> Provided records
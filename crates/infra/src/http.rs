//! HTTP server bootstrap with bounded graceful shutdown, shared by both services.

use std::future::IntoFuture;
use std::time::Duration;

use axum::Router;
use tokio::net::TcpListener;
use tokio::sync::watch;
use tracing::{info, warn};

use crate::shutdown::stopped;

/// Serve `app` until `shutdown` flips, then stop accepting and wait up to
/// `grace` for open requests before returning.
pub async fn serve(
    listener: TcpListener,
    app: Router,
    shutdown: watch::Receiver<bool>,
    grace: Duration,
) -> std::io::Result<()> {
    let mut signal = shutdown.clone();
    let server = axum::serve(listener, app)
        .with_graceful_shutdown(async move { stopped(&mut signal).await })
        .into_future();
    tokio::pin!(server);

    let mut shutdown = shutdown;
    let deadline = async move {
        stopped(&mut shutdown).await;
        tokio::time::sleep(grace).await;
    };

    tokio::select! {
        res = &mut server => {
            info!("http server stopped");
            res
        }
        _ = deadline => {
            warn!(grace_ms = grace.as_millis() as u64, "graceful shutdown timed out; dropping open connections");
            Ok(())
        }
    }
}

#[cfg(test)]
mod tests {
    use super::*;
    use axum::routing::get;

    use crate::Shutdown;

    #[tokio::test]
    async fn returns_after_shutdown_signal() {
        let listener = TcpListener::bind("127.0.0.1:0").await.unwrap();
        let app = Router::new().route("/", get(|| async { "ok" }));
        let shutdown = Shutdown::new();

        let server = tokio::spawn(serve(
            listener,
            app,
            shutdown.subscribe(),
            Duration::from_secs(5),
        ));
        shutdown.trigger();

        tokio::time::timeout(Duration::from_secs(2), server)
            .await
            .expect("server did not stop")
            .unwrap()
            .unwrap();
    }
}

--

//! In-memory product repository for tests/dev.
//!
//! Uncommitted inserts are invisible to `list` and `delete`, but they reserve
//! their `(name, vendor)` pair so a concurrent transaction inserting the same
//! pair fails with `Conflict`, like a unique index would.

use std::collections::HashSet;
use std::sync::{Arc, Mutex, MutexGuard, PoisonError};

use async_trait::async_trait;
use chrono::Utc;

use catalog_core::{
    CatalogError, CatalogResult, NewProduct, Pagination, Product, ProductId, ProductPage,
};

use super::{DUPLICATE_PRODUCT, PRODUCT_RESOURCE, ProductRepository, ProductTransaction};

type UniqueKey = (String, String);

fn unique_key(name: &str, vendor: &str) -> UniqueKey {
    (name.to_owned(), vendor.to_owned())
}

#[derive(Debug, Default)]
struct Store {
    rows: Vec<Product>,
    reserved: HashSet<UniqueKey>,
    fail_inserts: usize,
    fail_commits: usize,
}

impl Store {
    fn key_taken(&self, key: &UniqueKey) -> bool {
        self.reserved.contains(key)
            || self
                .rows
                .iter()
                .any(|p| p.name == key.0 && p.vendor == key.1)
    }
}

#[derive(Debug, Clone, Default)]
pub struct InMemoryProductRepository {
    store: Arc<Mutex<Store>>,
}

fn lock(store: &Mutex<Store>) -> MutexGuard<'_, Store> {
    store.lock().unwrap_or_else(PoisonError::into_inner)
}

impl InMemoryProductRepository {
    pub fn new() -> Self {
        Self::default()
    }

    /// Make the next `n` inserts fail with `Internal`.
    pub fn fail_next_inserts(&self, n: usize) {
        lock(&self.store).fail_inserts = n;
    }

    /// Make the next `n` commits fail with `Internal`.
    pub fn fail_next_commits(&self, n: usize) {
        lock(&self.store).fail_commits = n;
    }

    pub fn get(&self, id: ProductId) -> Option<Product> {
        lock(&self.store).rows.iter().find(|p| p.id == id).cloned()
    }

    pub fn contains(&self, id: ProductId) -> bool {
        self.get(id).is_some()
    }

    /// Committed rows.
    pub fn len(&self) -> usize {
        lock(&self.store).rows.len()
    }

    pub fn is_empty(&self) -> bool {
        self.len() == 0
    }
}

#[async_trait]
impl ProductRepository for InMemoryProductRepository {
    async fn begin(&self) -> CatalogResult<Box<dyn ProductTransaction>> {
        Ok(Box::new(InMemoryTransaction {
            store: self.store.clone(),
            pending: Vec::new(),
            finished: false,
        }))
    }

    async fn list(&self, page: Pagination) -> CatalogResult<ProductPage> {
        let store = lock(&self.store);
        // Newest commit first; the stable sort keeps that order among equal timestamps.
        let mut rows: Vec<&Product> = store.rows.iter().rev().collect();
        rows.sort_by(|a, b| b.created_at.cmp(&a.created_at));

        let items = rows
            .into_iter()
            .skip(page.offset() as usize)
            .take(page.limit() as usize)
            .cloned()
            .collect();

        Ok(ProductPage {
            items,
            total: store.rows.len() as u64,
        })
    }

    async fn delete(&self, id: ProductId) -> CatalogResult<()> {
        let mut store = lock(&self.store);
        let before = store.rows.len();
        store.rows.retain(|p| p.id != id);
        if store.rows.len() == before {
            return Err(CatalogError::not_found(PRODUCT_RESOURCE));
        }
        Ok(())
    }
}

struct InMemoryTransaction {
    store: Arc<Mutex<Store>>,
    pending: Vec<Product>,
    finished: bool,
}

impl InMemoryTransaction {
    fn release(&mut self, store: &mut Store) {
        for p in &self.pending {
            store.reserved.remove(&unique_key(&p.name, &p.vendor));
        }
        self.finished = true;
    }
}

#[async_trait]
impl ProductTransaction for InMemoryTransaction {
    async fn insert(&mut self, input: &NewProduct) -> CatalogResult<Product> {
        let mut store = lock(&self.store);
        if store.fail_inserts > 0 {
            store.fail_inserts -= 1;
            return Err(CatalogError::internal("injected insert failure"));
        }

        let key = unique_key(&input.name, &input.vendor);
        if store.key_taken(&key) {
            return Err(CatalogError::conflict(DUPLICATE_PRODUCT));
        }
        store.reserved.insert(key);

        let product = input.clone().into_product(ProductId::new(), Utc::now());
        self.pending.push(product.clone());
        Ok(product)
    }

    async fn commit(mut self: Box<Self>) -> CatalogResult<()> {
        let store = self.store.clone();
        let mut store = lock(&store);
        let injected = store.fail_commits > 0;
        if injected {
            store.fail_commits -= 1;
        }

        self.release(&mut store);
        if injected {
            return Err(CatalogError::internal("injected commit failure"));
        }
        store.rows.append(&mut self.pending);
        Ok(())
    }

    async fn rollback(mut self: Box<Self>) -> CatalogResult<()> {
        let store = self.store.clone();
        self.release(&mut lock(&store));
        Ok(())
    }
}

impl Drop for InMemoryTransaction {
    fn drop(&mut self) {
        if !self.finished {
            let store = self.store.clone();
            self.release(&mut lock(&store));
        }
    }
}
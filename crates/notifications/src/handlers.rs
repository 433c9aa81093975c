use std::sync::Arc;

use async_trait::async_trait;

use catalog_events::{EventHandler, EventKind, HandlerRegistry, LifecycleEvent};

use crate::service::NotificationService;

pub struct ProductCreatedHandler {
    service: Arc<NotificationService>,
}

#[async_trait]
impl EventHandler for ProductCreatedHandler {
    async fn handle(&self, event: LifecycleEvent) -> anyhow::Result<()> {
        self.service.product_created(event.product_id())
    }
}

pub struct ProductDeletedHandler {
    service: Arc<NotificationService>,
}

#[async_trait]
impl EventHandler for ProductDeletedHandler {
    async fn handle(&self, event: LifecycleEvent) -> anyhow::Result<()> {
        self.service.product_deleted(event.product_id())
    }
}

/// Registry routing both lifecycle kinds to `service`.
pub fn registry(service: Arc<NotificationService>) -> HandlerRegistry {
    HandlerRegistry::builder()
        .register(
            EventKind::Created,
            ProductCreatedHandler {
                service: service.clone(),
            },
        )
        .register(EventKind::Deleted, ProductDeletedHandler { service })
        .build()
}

> Your objective
Using the entries, count how many lines contain the string "Pagination". Write only the number.

> Expected answer
2